═══ Task material

//! 全局 toast
//!
//! 核心层产生的 [`Notice`] 统一从这里展示，几秒后自动消失。

use civicsync::{Notice, NoticeLevel};
use gloo_timers::callback::Timeout;
use leptos::prelude::*;
use uuid::Uuid;

const DISMISS_AFTER_MS: u32 = 4_000;

#[derive(Clone, Copy)]
pub struct ToastContext {
    notices: RwSignal<Vec<Notice>>,
}

impl ToastContext {
    pub fn push(&self, notice: Notice) {
        let id = notice.id;
        let notices = self.notices;
        notices.update(|list| list.push(notice));
        Timeout::new(DISMISS_AFTER_MS, move || dismiss(notices, id)).forget();
    }
}

fn dismiss(notices: RwSignal<Vec<Notice>>, id: Uuid) {
    // 页面已卸载时信号可能已被释放
    let _ = notices.try_update(|list| list.retain(|n| n.id != id));
}

pub fn provide_toasts() -> ToastContext {
    let ctx = ToastContext {
        notices: RwSignal::new(Vec::new()),
    };
    provide_context(ctx);
    ctx
}

pub fn use_toast() -> ToastContext {
    use_context::<ToastContext>().expect("ToastContext should be provided by App")
}

fn alert_class(level: NoticeLevel) -> &'static str {
    match level {
        NoticeLevel::Info => "alert alert-info shadow-lg",
        NoticeLevel::Success => "alert alert-success shadow-lg",
        NoticeLevel::Warning => "alert alert-warning shadow-lg",
        NoticeLevel::Error => "alert alert-error shadow-lg",
    }
}

#[component]
pub fn ToastHost() -> impl IntoView {
    let ToastContext { notices } = use_toast();

    view! {
        <div class="toast toast-top toast-end z-50">
            <For
                each=move || notices.get()
                key=|notice| notice.id
                children=move |notice| {
                    let id = notice.id;
                    view! {
                        <div role="alert" class=alert_class(notice.level)>
                            <div>
                                <h3 class="font-bold">{notice.title}</h3>
                                <div class="text-sm">{notice.description}</div>
                            </div>
                            <button
                                class="btn btn-ghost btn-xs"
                                on:click=move |_| dismiss(notices, id)
                            >
                                "✕"
                            </button>
                        </div>
                    }
                }
            />
        </div>
    }
}
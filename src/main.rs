use std::error::Error;

use eframe::{egui, NativeOptions};
use egui::ViewportBuilder;
use log::info;

use crate::config::ServerAddress;
use crate::core::feed::feed;
use crate::core::receiver::spawn_receiver;
use crate::overlay::OverlayApp;
use crate::utils::Viewport;

mod config;
mod core;
mod entities;
mod overlay;
mod types;
mod utils;

const WINDOW_TITLE: &str = "Future Battlegrounds Viewer";

#[tokio::main]
async fn main() -> Result<(), Box<dyn Error>> {
    env_logger::Builder::from_default_env()
        .filter_level(log::LevelFilter::Info)
        .init();

    let address = ServerAddress::from_process();
    info!("Connecting to {}", address);

    let (publisher, snapshots) = feed();
    let receiver = spawn_receiver(address, publisher);

    let native_options = NativeOptions {
        viewport: ViewportBuilder::default()
            .with_title(WINDOW_TITLE)
            .with_inner_size([Viewport::WIDTH as f32, Viewport::HEIGHT as f32])
            .with_resizable(false),
        ..Default::default()
    };

    eframe::run_native(
        WINDOW_TITLE,
        native_options,
        Box::new(move |_| Box::new(OverlayApp::new(snapshots))),
    )?;

    // The window is gone; stop the receiver if it is still streaming and
    // surface its failure, if any, as the exit status.
    if !receiver.is_finished() {
        info!("Stopping receiver");
    }
    receiver.shutdown().await?;
    info!("Viewer closed");
    Ok(())
}
use std::pin::pin;

use futures::{Stream, StreamExt};
use log::{debug, error, info};
use thiserror::Error;
use tokio::task::JoinHandle;

use crate::config::ServerAddress;
use crate::core::feed::{FeedStatus, SnapshotPublisher};
use crate::core::proto::Battleground;
use crate::core::reader::open_battleground_stream;
use crate::types::WorldSnapshot;

#[derive(Debug, Error)]
pub enum ReceiverError {
    #[error("could not connect to {endpoint}: {source}")]
    Connect {
        endpoint: String,
        #[source]
        source: tonic::transport::Error,
    },
    #[error("could not stream battleground: {0}")]
    Open(tonic::Status),
    #[error("receiving battleground failed: {0}")]
    Receive(tonic::Status),
    #[error("receiver task aborted: {0}")]
    Aborted(String),
}

/// Publishes every message of `stream` as a fresh snapshot until the stream ends.
///
/// A clean end leaves the last published snapshot in place. Any error is
/// reported through the feed status before being returned.
pub async fn run_receiver<S>(
    stream: S,
    publisher: &mut SnapshotPublisher,
) -> Result<(), ReceiverError>
where
    S: Stream<Item = Result<Battleground, tonic::Status>>,
{
    let mut stream = pin!(stream);
    while let Some(message) = stream.next().await {
        match message {
            Ok(update) => {
                let snapshot = WorldSnapshot::from(update);
                debug!(
                    "update #{}: {} ships, {} bullets",
                    publisher.updates() + 1,
                    snapshot.ships.len(),
                    snapshot.bullets.len()
                );
                publisher.publish(snapshot);
            }
            Err(status) => {
                let err = ReceiverError::Receive(status);
                fail(publisher, &err);
                return Err(err);
            }
        }
    }

    info!("Battleground stream ended after {} updates", publisher.updates());
    publisher.set_status(FeedStatus::Ended);
    Ok(())
}

fn fail(publisher: &SnapshotPublisher, err: &ReceiverError) {
    error!("{}", err);
    publisher.set_status(FeedStatus::Failed(err.to_string()));
}

/// Running receiver task. Started once by [`spawn_receiver`].
pub struct ReceiverHandle {
    task: JoinHandle<Result<(), ReceiverError>>,
}

impl ReceiverHandle {
    pub fn is_finished(&self) -> bool {
        self.task.is_finished()
    }

    /// Cancels the task if it is still running and waits for it to stop.
    /// Cancellation is not an error; a stream or connection failure is.
    pub async fn shutdown(self) -> Result<(), ReceiverError> {
        if !self.task.is_finished() {
            self.task.abort();
        }
        match self.task.await {
            Ok(outcome) => outcome,
            Err(join_err) if join_err.is_cancelled() => Ok(()),
            Err(join_err) => Err(ReceiverError::Aborted(join_err.to_string())),
        }
    }
}

pub fn spawn_receiver(address: ServerAddress, mut publisher: SnapshotPublisher) -> ReceiverHandle {
    let task = tokio::spawn(async move {
        let stream = match open_battleground_stream(&address).await {
            Ok(stream) => stream,
            Err(err) => {
                fail(&publisher, &err);
                return Err(err);
            }
        };
        run_receiver(stream, &mut publisher).await
    });
    ReceiverHandle { task }
}
//! Hand-off of world snapshots from the receiver task to the render loop.
//!
//! The slot holds an `Arc<WorldSnapshot>`. Publishing swaps in a freshly built
//! snapshot; reading clones the `Arc` and releases the slot immediately, so a
//! frame keeps one immutable snapshot for its whole duration and neither side
//! waits on the other beyond the pointer copy.

use std::fmt;
use std::sync::Arc;

use tokio::sync::watch;

use crate::types::WorldSnapshot;

#[derive(Clone, Debug, PartialEq, Eq)]
pub enum FeedStatus {
    Connecting,
    Streaming { updates: u64 },
    Ended,
    Failed(String),
}

impl fmt::Display for FeedStatus {
    fn fmt(&self, f: &mut fmt::Formatter<'_>) -> fmt::Result {
        match self {
            FeedStatus::Connecting => write!(f, "Connecting..."),
            FeedStatus::Streaming { updates } => write!(f, "Streaming ({updates} updates)"),
            FeedStatus::Ended => write!(f, "Stream ended"),
            FeedStatus::Failed(reason) => write!(f, "Stream failed: {reason}"),
        }
    }
}

/// Writer side. Owned by the receiver task.
pub struct SnapshotPublisher {
    snapshots: watch::Sender<Arc<WorldSnapshot>>,
    status: watch::Sender<FeedStatus>,
    updates: u64,
}

/// Reader side. Owned by the render loop.
pub struct SnapshotFeed {
    snapshots: watch::Receiver<Arc<WorldSnapshot>>,
    status: watch::Receiver<FeedStatus>,
}

pub fn feed() -> (SnapshotPublisher, SnapshotFeed) {
    let (snapshot_tx, snapshot_rx) = watch::channel(Arc::new(WorldSnapshot::default()));
    let (status_tx, status_rx) = watch::channel(FeedStatus::Connecting);
    (
        SnapshotPublisher {
            snapshots: snapshot_tx,
            status: status_tx,
            updates: 0,
        },
        SnapshotFeed {
            snapshots: snapshot_rx,
            status: status_rx,
        },
    )
}

impl SnapshotPublisher {
    /// Replaces the current snapshot. Never blocks on the reader and succeeds
    /// even once the reader has been dropped.
    pub fn publish(&mut self, snapshot: WorldSnapshot) {
        self.snapshots.send_replace(Arc::new(snapshot));
        self.updates = self.updates.saturating_add(1);
        self.status.send_replace(FeedStatus::Streaming {
            updates: self.updates,
        });
    }

    pub fn set_status(&self, status: FeedStatus) {
        self.status.send_replace(status);
    }

    pub fn updates(&self) -> u64 {
        self.updates
    }
}

impl SnapshotFeed {
    /// Most recent complete snapshot.
    pub fn latest(&mut self) -> Arc<WorldSnapshot> {
        Arc::clone(&self.snapshots.borrow_and_update())
    }

    pub fn status(&self) -> FeedStatus {
        self.status.borrow().clone()
    }
}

══════

Set the lines down exactly, from the first line of the records to the line where "pub fn use_toast()" appears, with both ends kept.

### Reply
//! 全局 toast
//!
//! 核心层产生的 [`Notice`] 统一从这里展示，几秒后自动消失。

use civicsync::{Notice, NoticeLevel};
use gloo_timers::callback::Timeout;
use leptos::prelude::*;
use uuid::Uuid;

const DISMISS_AFTER_MS: u32 = 4_000;

#[derive(Clone, Copy)]
pub struct ToastContext {
    notices: RwSignal<Vec<Notice>>,
}

impl ToastContext {
    pub fn push(&self, notice: Notice) {
        let id = notice.id;
        let notices = self.notices;
        notices.update(|list| list.push(notice));
        Timeout::new(DISMISS_AFTER_MS, move || dismiss(notices, id)).forget();
    }
}

fn dismiss(notices: RwSignal<Vec<Notice>>, id: Uuid) {
    // 页面已卸载时信号可能已被释放
    let _ = notices.try_update(|list| list.retain(|n| n.id != id));
}

pub fn provide_toasts() -> ToastContext {
    let ctx = ToastContext {
        notices: RwSignal::new(Vec::new()),
    };
    provide_context(ctx);
    ctx
}

pub fn use_toast() -> ToastContext {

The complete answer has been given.